Para aqueles que o conheciam --uma minoria, aqueles que acompanham de perto a política parlamentar-- Bolsonaro era aquele deputado irrelevante, motivo de chacota que em três décadas não aprovou uma única lei. Ele é lembrado por ter dito nos anos 90 que “o regime militar deveria ter terminado o trabalho matando 30.000 pessoas” ou por ter dito a uma congressista de esquerda que ela era “feia demais para ser estuprada”.
Bolsonaro viu seu momento após a vitória eleitoral de Donald Trump nos Estados Unidos. Ele capitalizou habilmente o cansaço com a corrupção, a violência e a insatisfação com os políticos de toda a vida, mesmo que ele fosse um deles. E seu filho Carlos, 02 anos, elaborou uma campanha de mídia social que se mostrou extremamente eficaz.
O patriarca colocou dez pontos à frente do candidato do Partido dos Trabalhadores na segundo turno, porque sabia aproveitar a situação, além de forjar alianças com evangélicos, polícias e soldados. Dois em cada três homens brasileiros e sete em cada dez protestantes votaram a seu favor. No interior do Brasil, seu discurso de dar prioridade ao desenvolvimento econômico extrativista, desconsiderando os danos ao meio ambiente ou às comunidades indígenas, também foi entusiasta.
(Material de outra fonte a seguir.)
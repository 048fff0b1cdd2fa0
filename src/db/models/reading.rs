//! Reading data model.
//!
//! A reading is the persisted unit of record: one classified sample. Only the
//! storage engine assigns `id` and flips `synced`.

use chrono::{DateTime, Utc};
use serde::{Deserialize, Serialize};

use crate::detector::OccupancyState;

#[derive(Debug, Clone, Serialize, Deserialize, PartialEq)]
pub struct Reading {
    pub id: i64,
    pub timestamp: DateTime<Utc>,
    pub voltage: f64,
    pub force_percent: f64,
    pub state: OccupancyState,
    pub variance: f64,
    pub device_id: String,
    pub user_id: String,
    pub synthetic: bool,
    pub synced: bool,
}

/// A reading that has not been written yet (also the overflow queue entry).
#[derive(Debug, Clone, Serialize, Deserialize, PartialEq)]
pub struct NewReading {
    pub timestamp: DateTime<Utc>,
    pub voltage: f64,
    pub force_percent: f64,
    pub state: OccupancyState,
    pub variance: f64,
    pub device_id: String,
    pub user_id: String,
    pub synthetic: bool,
}

/// Aggregates over the readings table.
#[derive(Debug, Clone, Default, Serialize, Deserialize, PartialEq)]
pub struct ReadingCounts {
    pub total: u64,
    pub unsynced: u64,
    pub size_bytes: u64,
    pub oldest: Option<DateTime<Utc>>,
    pub newest: Option<DateTime<Utc>>,
}
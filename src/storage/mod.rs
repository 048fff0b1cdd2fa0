//! Durable, sync-aware store for classified readings.
//!
//! Lock contention is expected (the sampling loop writes while a sync
//! collaborator reads and marks). Writes retry briefly, then divert to a
//! bounded in-memory overflow queue that is replayed, in order, before the
//! next write reaches the database. Replayed rows count toward the periodic
//! retention pass like any other write.

mod overflow;

use std::{
    future::Future,
    path::PathBuf,
    sync::{
        atomic::{AtomicU64, Ordering},
        Arc,
    },
    time::Duration,
};

use anyhow::{Context, Result};
use chrono::{DateTime, Utc};
use log::{error, info, warn};
use serde::Serialize;
use tokio::sync::Mutex;

use crate::db::{is_contention, Calibration, Database, DatabaseOptions, NewReading, Reading};
use crate::detector::OccupancyState;

pub use overflow::{Enqueued, OverflowQueue};

#[derive(Debug, Clone)]
pub struct StorageConfig {
    pub retention: chrono::Duration,
    pub overflow_capacity: usize,
    /// Retention runs after every this many successful writes.
    pub cleanup_interval: u64,
    pub write_attempts: u32,
    pub retry_backoff: Duration,
    pub device_id: String,
    pub user_id: String,
}

impl Default for StorageConfig {
    fn default() -> Self {
        Self {
            retention: chrono::Duration::days(30),
            overflow_capacity: 1000,
            cleanup_interval: 100,
            write_attempts: 3,
            retry_backoff: Duration::from_millis(100),
            device_id: "rpi_node_1".into(),
            user_id: "user_001".into(),
        }
    }
}

/// What happened to a reading handed to [`Storage::store`].
#[derive(Debug, Clone, Copy, PartialEq, Eq)]
pub enum WriteOutcome {
    Persisted(i64),
    /// Held in the overflow queue until the store is writable again.
    Deferred,
    /// Overflow queue was full; the reading is lost.
    Dropped,
}

impl WriteOutcome {
    pub fn is_persisted(&self) -> bool {
        matches!(self, WriteOutcome::Persisted(_))
    }
}

#[derive(Debug, Clone, Serialize, PartialEq)]
pub struct StorageStats {
    pub total_readings: u64,
    pub unsynced_readings: u64,
    pub storage_bytes: u64,
    pub oldest_reading: Option<DateTime<Utc>>,
    pub newest_reading: Option<DateTime<Utc>>,
    pub overflow_depth: usize,
}

struct StorageInner {
    db: Database,
    config: StorageConfig,
    overflow: Mutex<OverflowQueue>,
    writes: AtomicU64,
}

#[derive(Clone)]
pub struct Storage {
    inner: Arc<StorageInner>,
}

impl Storage {
    /// Opens (creating if needed) the store. Failure here is fatal to the monitor.
    pub fn open(path: PathBuf, options: DatabaseOptions, config: StorageConfig) -> Result<Self> {
        let db = Database::new(path, options).context("failed to open reading store")?;
        Ok(Self::with_database(db, config))
    }

    pub fn with_database(db: Database, config: StorageConfig) -> Self {
        let overflow = OverflowQueue::new(config.overflow_capacity);
        Self {
            inner: Arc::new(StorageInner {
                db,
                config,
                overflow: Mutex::new(overflow),
                writes: AtomicU64::new(0),
            }),
        }
    }

    pub fn database(&self) -> &Database {
        &self.inner.db
    }

    pub fn config(&self) -> &StorageConfig {
        &self.inner.config
    }

    /// Stamps a reading with the current time and this node's identity.
    pub fn new_reading(
        &self,
        voltage: f64,
        force_percent: f64,
        state: OccupancyState,
        variance: f64,
        synthetic: bool,
    ) -> NewReading {
        NewReading {
            timestamp: Utc::now(),
            voltage,
            force_percent,
            state,
            variance,
            device_id: self.inner.config.device_id.clone(),
            user_id: self.inner.config.user_id.clone(),
            synthetic,
        }
    }

    pub async fn store_reading(
        &self,
        voltage: f64,
        force_percent: f64,
        state: OccupancyState,
        variance: f64,
        synthetic: bool,
    ) -> WriteOutcome {
        let reading = self.new_reading(voltage, force_percent, state, variance, synthetic);
        self.store(reading).await
    }

    pub async fn store(&self, reading: NewReading) -> WriteOutcome {
        self.store_batch(vec![reading])
            .await
            .into_iter()
            .next()
            .unwrap_or(WriteOutcome::Dropped)
    }

    /// Writes `readings` in one transaction, or defers all of them in order.
    ///
    /// Pending overflow is replayed first so ids stay in arrival order.
    pub async fn store_batch(&self, readings: Vec<NewReading>) -> Vec<WriteOutcome> {
        if readings.is_empty() {
            return Vec::new();
        }

        let mut overflow = self.inner.overflow.lock().await;

        let replayed = match self.flush_locked(&mut overflow).await {
            Ok(n) => n,
            Err(err) => {
                warn!(
                    "Overflow replay failed, deferring {} new readings: {err:#}",
                    readings.len()
                );
                return Self::defer_all(&mut overflow, readings);
            }
        };

        let db = self.inner.db.clone();
        let result = self
            .retrying("insert readings", || {
                let db = db.clone();
                let batch = readings.clone();
                async move { db.insert_readings(batch).await }
            })
            .await;

        let (outcomes, written): (Vec<WriteOutcome>, usize) = match result {
            Ok(ids) => {
                let written = ids.len();
                (ids.into_iter().map(WriteOutcome::Persisted).collect(), written)
            }
            Err(err) => {
                error!("Failed to store {} readings: {err:#}", readings.len());
                (Self::defer_all(&mut overflow, readings), 0)
            }
        };
        drop(overflow);

        let total = (replayed + written) as u64;
        if total > 0 {
            self.count_writes(total).await;
        }
        outcomes
    }

    fn defer_all(overflow: &mut OverflowQueue, readings: Vec<NewReading>) -> Vec<WriteOutcome> {
        readings
            .into_iter()
            .map(|reading| Self::defer(overflow, reading))
            .collect()
    }

    fn defer(overflow: &mut OverflowQueue, reading: NewReading) -> WriteOutcome {
        match overflow.push(reading) {
            Enqueued::Queued { depth } => {
                warn!("Reading held in overflow queue (depth {depth})");
                WriteOutcome::Deferred
            }
            Enqueued::Full => {
                warn!(
                    "Overflow queue full ({} entries), dropping newest reading",
                    overflow.capacity()
                );
                WriteOutcome::Dropped
            }
        }
    }

    /// Replays the overflow queue as one transaction; returns how many were written.
    pub async fn flush_overflow(&self) -> Result<usize> {
        let flushed = {
            let mut overflow = self.inner.overflow.lock().await;
            self.flush_locked(&mut overflow).await?
        };
        if flushed > 0 {
            self.count_writes(flushed as u64).await;
        }
        Ok(flushed)
    }

    async fn flush_locked(&self, overflow: &mut OverflowQueue) -> Result<usize> {
        if overflow.is_empty() {
            return Ok(0);
        }

        let batch = overflow.snapshot();
        let db = self.inner.db.clone();
        let ids = self
            .retrying("flush overflow", || {
                let db = db.clone();
                let batch = batch.clone();
                async move { db.insert_readings(batch).await }
            })
            .await?;

        overflow.clear();
        info!("Flushed {} readings from overflow queue", ids.len());
        Ok(ids.len())
    }

    async fn retrying<T, F, Fut>(&self, what: &str, mut op: F) -> Result<T>
    where
        F: FnMut() -> Fut,
        Fut: Future<Output = Result<T>>,
    {
        let attempts = self.inner.config.write_attempts.max(1);
        let mut attempt = 1;
        loop {
            match op().await {
                Ok(value) => return Ok(value),
                Err(err) if attempt < attempts && is_contention(&err) => {
                    let wait = self.inner.config.retry_backoff * attempt;
                    warn!("Database locked during {what}, retrying in {wait:?}");
                    tokio::time::sleep(wait).await;
                    attempt += 1;
                }
                Err(err) => return Err(err),
            }
        }
    }

    async fn count_writes(&self, n: u64) {
        let interval = self.inner.config.cleanup_interval;
        let before = self.inner.writes.fetch_add(n, Ordering::Relaxed);
        if interval > 0 && before / interval != (before + n) / interval {
            if let Err(err) = self.cleanup_old_data().await {
                error!("Periodic retention pass failed: {err:#}");
            }
        }
    }

    pub async fn get_unsynced_readings(&self, limit: u64) -> Result<Vec<Reading>> {
        self.inner.db.get_unsynced_readings(limit).await
    }

    /// Only call after the upstream side has durably acknowledged `ids`.
    pub async fn mark_synced(&self, ids: &[i64]) -> Result<usize> {
        if ids.is_empty() {
            return Ok(0);
        }
        let changed = self.inner.db.mark_synced(ids.to_vec()).await?;
        log::debug!("Marked {changed} readings as synced");
        Ok(changed)
    }

    pub async fn get_recent_readings(
        &self,
        limit: u64,
        since: Option<DateTime<Utc>>,
    ) -> Result<Vec<Reading>> {
        self.inner.db.get_recent_readings(limit, since).await
    }

    pub async fn save_calibration(&self, calibration: &Calibration) -> Result<()> {
        self.inner.db.save_calibration(calibration).await?;
        info!("Calibration saved");
        Ok(())
    }

    pub async fn load_calibration(&self) -> Result<Option<Calibration>> {
        self.inner.db.load_calibration().await
    }

    /// Deletes readings past the retention window, synced or not.
    pub async fn cleanup_old_data(&self) -> Result<usize> {
        let cutoff = Utc::now() - self.inner.config.retention;
        let deleted = self.inner.db.delete_readings_before(cutoff).await?;

        if deleted > 0 {
            info!(
                "Cleaned up {deleted} readings older than {} days",
                self.inner.config.retention.num_days()
            );
        }
        if let Err(err) = self.inner.db.vacuum().await {
            warn!("Vacuum after retention pass failed: {err:#}");
        }

        Ok(deleted)
    }

    pub async fn overflow_depth(&self) -> usize {
        self.inner.overflow.lock().await.len()
    }

    pub async fn get_stats(&self) -> Result<StorageStats> {
        let counts = self.inner.db.reading_counts().await?;
        Ok(StorageStats {
            total_readings: counts.total,
            unsynced_readings: counts.unsynced,
            storage_bytes: counts.size_bytes,
            oldest_reading: counts.oldest,
            newest_reading: counts.newest,
            overflow_depth: self.overflow_depth().await,
        })
    }
}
Isso lhe conquistou o apoio do setor econômico mais florescente, a indústria agrícola, enquanto ele destacou as ONGs, os povos nativos, os ambientalistas e outros setores como os culpados por travar o desenvolvimento econômico que beneficiaria os habitantes locais.
Quatro anos mais tarde, se as previsões das pesquisas se tornarem realidade, ele será o primeiro presidente brasileiro que não foi reeleito até agora neste século.
É impossível compreender Bolsonaro sem ter em mente que ele foi treinado na academia militar durante os anos da ditadura e que deixou a instituição no momento em que o Brasil retornava ao caminho da democracia, em 1988. Bolsonaro foi convidado a voltar à vida civil após ter contado à revista Veja sobre seus planos de plantar uma bomba para protestar contra o baixo salário dos soldados. A autora do perfil sólido de Bolsonaro argumenta que ele “traz essa mentalidade golpista do exército para a política”. Sua conclusão, depois de muitos meses imersa nos recantos da vida do presidente, é que “ele foi um mau militar, um mau congressista e um mau presidente”.
O ultradireitista e seus seguidores insistem em que as pesquisas o subestimem mais uma vez, como fizeram em 2018. Eles argumentam que os meios de comunicação e as autoridades eleitorais estão em coligação para destituí-lo e deixar Lula vencer. A prova, dizem eles, é que basta olhar para as multidões que ele reúne em seus eventos - famílias tradicionais, entusiastas de motocicletas e de armas - para ter certeza de que a vitória do capitão está ao seu alcance. A questão é o que acontecerá se as autoridades eleitorais certificarem que a maioria dos brasileiros prefere seu oponente.